//! Read-only access to SQLite 3 database files.
//!
//! `Database` walks table and index b-trees directly from the file. It never
//! writes, never replays a journal and keeps its memoised schema and subtree
//! counts for as long as it lives.

mod btree;
mod cell;
mod page;
pub mod record;
pub mod schema;
mod varint;

use std::cell::RefCell;
use std::collections::HashMap;
use std::fs::{self, File};
use std::io::{Read, Seek, SeekFrom};
use std::path::{Path, PathBuf};
use std::sync::Arc;
use std::thread::{self, JoinHandle};

use bytes::{Buf, Bytes};
use tracing::{debug, warn};

use crate::error::{Error, Result};
use crate::row::{ColumnDescriptor, ColumnSet};
use page::DB_HEADER_SIZE;

pub use record::{Record, RecordValue, TextEncoding};
pub use schema::{ColumnInfo, IndexSchema, SchemaObject, TableSchema};

const MAGIC: &[u8; 16] = b"SQLite format 3\0";

#[derive(Debug, Clone, Copy, Default)]
pub struct OpenOptions {
    /// Read the main file even if a hot journal or WAL says it was not
    /// shut down cleanly. The journal is never replayed.
    pub recover: bool,
}

/// Fields of the 100-byte file header this reader relies on.
#[derive(Debug, Clone, Copy, PartialEq)]
pub struct DbHeader {
    pub page_size: usize,
    pub usable_size: usize,
    pub page_count: u32,
    pub write_version: u8,
    pub read_version: u8,
    pub encoding: TextEncoding,
}

impl DbHeader {
    pub fn parse(raw: &[u8], file_len: u64) -> Result<Self> {
        if raw.len() < DB_HEADER_SIZE || &raw[..16] != MAGIC {
            return Err(Error::NotADatabase("missing SQLite header".into()));
        }

        let mut header = &raw[16..DB_HEADER_SIZE];
        let page_size = match header.get_u16() {
            1 => 65536,
            n => n as usize,
        };
        if !page_size.is_power_of_two() || !(512..=65536).contains(&page_size) {
            return Err(Error::NotADatabase(format!("invalid page size {}", page_size)));
        }
        let write_version = header.get_u8();
        let read_version = header.get_u8();
        if read_version > 2 {
            return Err(Error::Unsupported(format!("file format read version {}", read_version)));
        }
        let reserved = header.get_u8() as usize;
        let usable_size = page_size - reserved;
        if usable_size < 480 {
            return Err(Error::NotADatabase(format!("usable page size {} too small", usable_size)));
        }

        // offset 28: size of the database in pages
        header.advance(28 - 21);
        let in_header = header.get_u32();
        let from_len = (file_len / page_size as u64) as u32;
        let page_count = if in_header == 0 || in_header > from_len {
            from_len
        } else {
            in_header
        };

        // offset 56: text encoding
        header.advance(56 - 32);
        let encoding = TextEncoding::from_header(header.get_u32())?;

        Ok(DbHeader {
            page_size,
            usable_size,
            page_count,
            write_version,
            read_version,
            encoding,
        })
    }
}

/// Root page, parsed definition and shared column descriptors of one table.
#[derive(Debug)]
struct TableDef {
    name: String,
    root: u32,
    schema: TableSchema,
    columns: Arc<ColumnSet>,
}

/// Descriptor of one index, as listed by `Database::index_info`.
#[derive(Debug, Clone, PartialEq)]
pub struct IndexInfo {
    pub name: String,
    pub columns: Vec<String>,
    pub entries: usize,
    pub unique_keys: usize,
    /// Text encoding code of the file (1 = UTF-8, 2 = UTF-16le, 3 = UTF-16be).
    pub code_page: u32,
    pub unique: bool,
    pub partial: bool,
    /// Created implicitly for a UNIQUE or PRIMARY KEY constraint.
    pub automatic: bool,
}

---*---

→ Task:
Look through the entries above; copy every line holding the string "usize".

→ Exercise result:
    pub page_size: usize,
    pub usable_size: usize,
            n => n as usize,
        let reserved = header.get_u8() as usize;
    pub entries: usize,
    pub unique_keys: usize,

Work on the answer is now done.